PROBLEM TO WORK ON →
Go through the data below and gather each line containing "IntCounterVec".

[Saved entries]

● ● ● ● ●

use std::sync::Arc;

use async_trait::async_trait;
use serde::Deserialize;
use tracing::info;

use flowkit::{Callable, JsonMap, Module, ModuleCtx, ServiceRegistry};

use crate::broker::MessageHandler;

#[derive(Debug, Clone, Default, Deserialize)]
#[serde(deny_unknown_fields)]
pub struct MessageHandlerConfig {
    /// Service name of a callable to delegate to; without one, deliveries
    /// are logged only.
    #[serde(default)]
    pub component: Option<String>,
}

struct DelegatingHandler {
    registry: Arc<ServiceRegistry>,
    component: Option<String>,
}

#[async_trait]
impl MessageHandler for DelegatingHandler {
    async fn handle(&self, topic: &str, payload: serde_json::Value) -> anyhow::Result<()> {
        let Some(component) = &self.component else {
            info!(topic, payload = %payload, "Message received");
            return Ok(());
        };

        // Late binding: the component may be published after this handler.
        let callable: Arc<dyn Callable> = self.registry.get(component)?;

        let mut params = match payload {
            serde_json::Value::Object(map) => map,
            other => {
                let mut map = JsonMap::new();
                map.insert("payload".to_string(), other);
                map
            }
        };
        params.insert("topic".to_string(), serde_json::json!(topic));
        callable.execute(params).await.map(|_| ())
    }
}

/// The `messaging.handler` module: publishes a [`MessageHandler`] that
/// delegates deliveries to a callable. Redelivery-safe behavior is the
/// callable's responsibility (the broker may be at-least-once).
pub struct MessageHandlerModule {
    name: String,
}

impl MessageHandlerModule {
    pub fn new(name: &str) -> Self {
        Self {
            name: name.to_string(),
        }
    }
}

#[async_trait]
impl Module for MessageHandlerModule {
    fn name(&self) -> &str {
        &self.name
    }

    async fn init(&self, ctx: &ModuleCtx) -> anyhow::Result<()> {
        let cfg: MessageHandlerConfig = ctx.config()?;
        let handler: Arc<dyn MessageHandler> = Arc::new(DelegatingHandler {
            registry: ctx.registry().clone(),
            component: cfg.component,
        });
        ctx.registry().register(self.name.clone(), handler)?;
        Ok(())
    }

    fn as_any(&self) -> &dyn std::any::Any {
        self
    }
}
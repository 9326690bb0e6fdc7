use prometheus::{HistogramOpts, HistogramVec, IntCounterVec, Opts, Registry};

/// Workflow dispatch metrics recorded by the engine, backed by a shared
/// prometheus registry that the metrics collector module exposes as text.
#[derive(Clone)]
pub struct WorkflowMetrics {
    registry: Registry,
    triggered: IntCounterVec,
    duration: HistogramVec,
}

impl WorkflowMetrics {
    pub fn new() -> Self {
        let registry = Registry::new();

        let triggered = IntCounterVec::new(
            Opts::new(
                "workflow_triggered_total",
                "Workflow dispatches by kind, action and outcome",
            ),
            &["kind", "action", "outcome"],
        )
        .unwrap_or_else(|e| panic!("workflow_triggered_total metric definition invalid: {e}"));

        let duration = HistogramVec::new(
            HistogramOpts::new(
                "workflow_duration_seconds",
                "Workflow execution duration by kind and action",
            ),
            &["kind", "action"],
        )
        .unwrap_or_else(|e| panic!("workflow_duration_seconds metric definition invalid: {e}"));

        let _ = registry.register(Box::new(triggered.clone()));
        let _ = registry.register(Box::new(duration.clone()));

        Self {
            registry,
            triggered,
            duration,
        }
    }

    pub fn registry(&self) -> &Registry {
        &self.registry
    }

    pub fn observe(&self, kind: &str, action: &str, outcome: &str, elapsed: std::time::Duration) {
        self.triggered
            .with_label_values(&[kind, action, outcome])
            .inc();
        self.duration
            .with_label_values(&[kind, action])
            .observe(elapsed.as_secs_f64());
    }
}

impl Default for WorkflowMetrics {
    fn default() -> Self {
        Self::new()
    }
}

#[cfg(test)]
mod tests {
    use super::*;
    use prometheus::Encoder;
    use std::time::Duration;

    #[test]
    fn observe_records_labelled_series() {
        let metrics = WorkflowMetrics::new();
        metrics.observe("http", "finish", "completed", Duration::from_millis(5));
        metrics.observe("http", "finish", "completed", Duration::from_millis(7));
        metrics.observe("http", "finish", "failed", Duration::from_millis(1));

        let mut buf = Vec::new();
        prometheus::TextEncoder::new()
            .encode(&metrics.registry().gather(), &mut buf)
            .unwrap();
        let text = String::from_utf8(buf).unwrap();

        assert!(text.contains(
            r#"workflow_triggered_total{action="finish",kind="http",outcome="completed"} 2"#
        ));
        assert!(text.contains(
            r#"workflow_triggered_total{action="finish",kind="http",outcome="failed"} 1"#
        ));
        assert!(text.contains("workflow_duration_seconds"));
    }
}
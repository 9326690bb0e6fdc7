//! Persistent state machine engine: definitions, instances, atomic
//! transitions, hooks and pluggable persistence, plus the processing step
//! that bridges callable components to transitions.

mod definition;
mod engine;
mod error;
mod handler;
mod instance;
mod module;
mod processing;
mod store;

pub use definition::{HookDef, StateDef, StateMachineDefinition, TransitionDef};
pub use engine::StateMachineEngine;
pub use error::StateMachineError;
pub use handler::StateMachineWorkflowHandler;
pub use instance::{InstanceSnapshot, TransitionRecord};
pub use module::StateMachineEngineModule;
pub use processing::{ProcessingStep, ProcessingStepConfig};
pub use store::{InstanceStore, MemoryInstanceStore};

use flowkit::ModuleFactory;

/// Register this crate's module types with the engine factory.
pub fn register_module_types(factory: &mut ModuleFactory) {
    factory.register("statemachine.engine", |cfg| {
        Ok(std::sync::Arc::new(StateMachineEngineModule::new(&cfg.name))
            as std::sync::Arc<dyn flowkit::Module>)
    });
    factory.register("processing.step", |cfg| {
        Ok(std::sync::Arc::new(ProcessingStep::new(&cfg.name))
            as std::sync::Arc<dyn flowkit::Module>)
    });
}
use std::sync::Arc;

use async_trait::async_trait;
use parking_lot::RwLock;
use serde::Deserialize;
use tracing::info;

use flowkit::{CallContract, Callable, Module, ModuleCtx, WireableModule};

/// The contract the external interpreter satisfies: turn a component id
/// (and optional source) into a callable. Sandboxing — including refusing
/// disallowed imports — is the interpreter's concern, not the adapter's.
pub trait ComponentLoader: Send + Sync {
    fn load(&self, component_id: &str, source: Option<&str>) -> anyhow::Result<Arc<dyn Callable>>;
}

fn default_loader() -> String {
    "component-loader".to_string()
}

#[derive(Debug, Clone, Deserialize)]
#[serde(deny_unknown_fields)]
pub struct DynamicComponentConfig {
    /// Identifier handed to the loader.
    #[serde(rename = "componentID", alias = "componentId")]
    pub component_id: String,
    /// Source file, resolved against the config directory.
    #[serde(default)]
    pub source: Option<String>,
    /// Service names this component publishes under (module name is always
    /// included).
    #[serde(default)]
    pub provides: Vec<String>,
    /// Service names that must exist once wiring completes.
    #[serde(default)]
    pub requires: Vec<String>,
    /// Service name of the interpreter bridge.
    #[serde(default = "default_loader")]
    pub loader: String,
}

struct LoadedComponent {
    inner: Arc<dyn Callable>,
    requires: Vec<String>,
    provides: Vec<String>,
}

#[async_trait]
impl Callable for LoadedComponent {
    async fn execute(&self, params: flowkit::JsonMap) -> anyhow::Result<flowkit::JsonMap> {
        self.inner.execute(params).await
    }

    fn contract(&self) -> CallContract {
        let mut contract = self.inner.contract();
        if contract.required.is_empty() {
            contract.required = self.requires.clone();
        }
        if contract.outputs.is_empty() {
            contract.outputs = self.provides.clone();
        }
        contract
    }
}

/// The `dynamic.component` module: loads a user callable through the
/// interpreter bridge and publishes it under every `provides` name.
pub struct DynamicComponentModule {
    name: String,
    requires: RwLock<Vec<String>>,
}

impl DynamicComponentModule {
    pub fn new(name: &str) -> Self {
        Self {
            name: name.to_string(),
            requires: RwLock::new(Vec::new()),
        }
    }
}

#[async_trait]
impl Module for DynamicComponentModule {
    fn name(&self) -> &str {
        &self.name
    }

    async fn init(&self, ctx: &ModuleCtx) -> anyhow::Result<()> {
        let cfg: DynamicComponentConfig = ctx.config()?;
        *self.requires.write() = cfg.requires.clone();

        let loader: Arc<dyn ComponentLoader> = ctx.registry().get(&cfg.loader)?;

        let source = match &cfg.source {
            Some(path) => Some(std::fs::read_to_string(ctx.resolve_path(path))?),
            None => None,
        };
        let inner = loader.load(&cfg.component_id, source.as_deref())?;

        let component = Arc::new(LoadedComponent {
            inner,
            requires: cfg.requires.clone(),
            provides: cfg.provides.clone(),
        }) as Arc<dyn Callable>;

        ctx.registry().register(self.name.clone(), component.clone())?;
        for provided in &cfg.provides {
            if provided != &self.name {
                ctx.registry().register(provided.clone(), component.clone())?;
            }
        }

        info!(
            module = %self.name,
            component = %cfg.component_id,
            provides = cfg.provides.len(),
            "Dynamic component loaded"
        );
        Ok(())
    }

    fn as_any(&self) -> &dyn std::any::Any {
        self
    }

    fn as_wireable(&self) -> Option<&dyn WireableModule> {
        Some(self)
    }
}

impl WireableModule for DynamicComponentModule {
    fn wire(&self, ctx: &ModuleCtx) -> anyhow::Result<()> {
        // Declared requirements must be resolvable now that every module
        // has initialized.
        for required in self.requires.read().iter() {
            if !ctx.registry().contains(required) {
                anyhow::bail!(
                    "dynamic component '{}' requires unpublished service '{required}'",
                    self.name
                );
            }
        }
        Ok(())
    }
}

● ● ● ● ●

WRITTEN SOLUTION →
use prometheus::{HistogramOpts, HistogramVec, IntCounterVec, Opts, Registry};
    triggered: IntCounterVec,
        let triggered = IntCounterVec::new(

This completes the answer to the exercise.